### Task requirements
Your answer must consist of every line from the data below that includes the word "Laufzeit".

┌─ Information

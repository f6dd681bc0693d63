//! Zentrale Konfiguration für den Race Track Designer.
//!
//! `EditorOptions` enthält alle zur Laufzeit änderbaren Werte.
//! Die `const`-Werte bleiben als Fallback/Default erhalten.

use serde::{Deserialize, Serialize};

// ── Canvas ──────────────────────────────────────────────────────────

/// Größe der Editor-Zeichenfläche (Breite, Höhe) in Canvas-Einheiten.
pub const CANVAS_SIZE: [f32; 2] = [800.0, 600.0];
/// Ausdehnung eines Segments auf der Zeichenfläche (für die Drag-Klemmung).
pub const SEGMENT_EXTENT: f32 = 100.0;

// ── Platzierung neuer Segmente ──────────────────────────────────────

/// Ursprung der Platzierung neuer Segmente.
pub const PLACEMENT_ORIGIN: [f32; 2] = [400.0, 100.0];
/// Versatz pro bereits vorhandenem Segment.
pub const PLACEMENT_STEP: [f32; 2] = [20.0, 30.0];
/// Modulo-Grenze des Versatzes (verhindert Abwandern aus dem Canvas).
pub const PLACEMENT_WRAP: [f32; 2] = [200.0, 400.0];

// ── Segment-Defaults ────────────────────────────────────────────────

/// Standardlänge neuer Geraden in Metern.
pub const DEFAULT_STRAIGHT_LENGTH: f64 = 300.0;
/// Standardlänge neuer Kurven in Metern.
pub const DEFAULT_CORNER_LENGTH: f64 = 200.0;
/// Standardbreite neuer Segmente in Metern.
pub const DEFAULT_SEGMENT_WIDTH: f64 = 15.0;

// ── Strecke & History ───────────────────────────────────────────────

/// Standard-Rundenanzahl einer neuen Strecke.
pub const DEFAULT_LAPS: u8 = 3;
/// Maximale Anzahl gehaltener Undo-Snapshots.
pub const HISTORY_DEPTH: usize = 50;

// ── Laufzeit-Optionen (serialisierbar) ─────────────────────────────

/// Alle zur Laufzeit änderbaren Editor-Optionen.
/// Wird als `race_track_designer.toml` neben der Binary gespeichert.
#[derive(Debug, Clone, PartialEq, Serialize, Deserialize)]
pub struct EditorOptions {
    // ── Canvas ──────────────────────────────────────────────────
    /// Größe der Zeichenfläche [Breite, Höhe]
    pub canvas_size: [f32; 2],
    /// Ausdehnung eines Segments (Drag-Klemmung an rechter/unterer Kante)
    pub segment_extent: f32,

    // ── Platzierung ─────────────────────────────────────────────
    /// Ursprung für neu hinzugefügte Segmente
    pub placement_origin: [f32; 2],
    /// Versatz pro vorhandenem Segment
    pub placement_step: [f32; 2],
    /// Modulo-Grenze des Versatzes
    pub placement_wrap: [f32; 2],

    // ── Segment-Defaults ────────────────────────────────────────
    /// Länge neuer Geraden
    pub default_straight_length: f64,
    /// Länge neuer Kurven
    pub default_corner_length: f64,
    /// Breite neuer Segmente
    pub default_segment_width: f64,

    // ── Strecke ─────────────────────────────────────────────────
    /// Rundenanzahl beim Start
    #[serde(default = "default_laps")]
    pub default_laps: u8,
    /// Maximale History-Tiefe (mindestens 1)
    #[serde(default = "default_history_depth")]
    pub history_depth: usize,
}

impl Default for EditorOptions {
    fn default() -> Self {
        Self {
            canvas_size: CANVAS_SIZE,
            segment_extent: SEGMENT_EXTENT,

            placement_origin: PLACEMENT_ORIGIN,
            placement_step: PLACEMENT_STEP,
            placement_wrap: PLACEMENT_WRAP,

            default_straight_length: DEFAULT_STRAIGHT_LENGTH,
            default_corner_length: DEFAULT_CORNER_LENGTH,
            default_segment_width: DEFAULT_SEGMENT_WIDTH,

            default_laps: DEFAULT_LAPS,
            history_depth: HISTORY_DEPTH,
        }
    }
}

/// Serde-Default für `default_laps` (Abwärtskompatibilität bestehender TOML-Dateien).
fn default_laps() -> u8 {
    DEFAULT_LAPS
}

/// Serde-Default für `history_depth` (Abwärtskompatibilität).
fn default_history_depth() -> usize {
    HISTORY_DEPTH
}

impl EditorOptions {
    /// Lädt Optionen aus einer TOML-Datei. Bei Fehler: Standardwerte.
    pub fn load_from_file(path: &std::path::Path) -> Self {
        match std::fs::read_to_string(path) {
            Ok(content) => match toml::from_str(&content) {
                Ok(opts) => {
                    log::info!("Optionen geladen aus: {}", path.display());
                    opts
                }
                Err(e) => {
                    log::warn!("Optionen-Datei fehlerhaft, verwende Standardwerte: {}", e);
                    Self::default()
                }
            },
            Err(_) => {
                log::info!("Keine Optionen-Datei gefunden, verwende Standardwerte");
                Self::default()
            }
        }
    }

    /// Speichert Optionen als TOML-Datei.
    pub fn save_to_file(&self, path: &std::path::Path) -> anyhow::Result<()> {
        let content = toml::to_string_pretty(self)?;
        std::fs::write(path, content)?;
        log::info!("Optionen gespeichert nach: {}", path.display());
        Ok(())
    }

    /// Lädt Optionen; fehlt die Datei, werden die Standardwerte dort angelegt.
    ///
    /// Ein Schreibfehler wird nur protokolliert, der Editor startet trotzdem.
    pub fn load_or_create(path: &std::path::Path) -> Self {
        if path.exists() {
            return Self::load_from_file(path);
        }

        let options = Self::default();
        if let Err(e) = options.save_to_file(path) {
            log::warn!("Optionen-Datei konnte nicht angelegt werden: {:#}", e);
        }
        options
    }

    /// Ermittelt den Pfad zur Optionen-Datei neben der Binary.
    pub fn config_path() -> std::path::PathBuf {
        std::env::current_exe()
            .unwrap_or_else(|_| std::path::PathBuf::from("race_track_designer"))
            .parent()
            .unwrap_or_else(|| std::path::Path::new("."))
            .join("race_track_designer.toml")
    }

    /// Platzierung des n-ten neuen Segments.
    ///
    /// `origin + (n * step) mod wrap` je Achse: deterministisch und ohne
    /// Kollisionsprüfung, verhindert aber, dass alle Segmente übereinander liegen.
    pub fn placement_for(&self, existing_count: usize) -> glam::Vec2 {
        let n = existing_count as f32;
        let axis = |i: usize| {
            let wrap = self.placement_wrap[i];
            let offset = n * self.placement_step[i];
            let offset = if wrap > 0.0 { offset % wrap } else { offset };
            self.placement_origin[i] + offset
        };
        glam::Vec2::new(axis(0), axis(1))
    }

    /// Klemmt eine Position in die Zeichenfläche (abzüglich Segment-Ausdehnung).
    pub fn clamp_to_canvas(&self, position: glam::Vec2) -> glam::Vec2 {
        let max = glam::Vec2::new(
            (self.canvas_size[0] - self.segment_extent).max(0.0),
            (self.canvas_size[1] - self.segment_extent).max(0.0),
        );
        position.clamp(glam::Vec2::ZERO, max)
    }

    /// History-Tiefe, mindestens 1.
    pub fn effective_history_depth(&self) -> usize {
        self.history_depth.max(1)
    }
}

└─

### Task answer
//! `EditorOptions` enthält alle zur Laufzeit änderbaren Werte.
// ── Laufzeit-Optionen (serialisierbar) ─────────────────────────────
/// Alle zur Laufzeit änderbaren Editor-Optionen.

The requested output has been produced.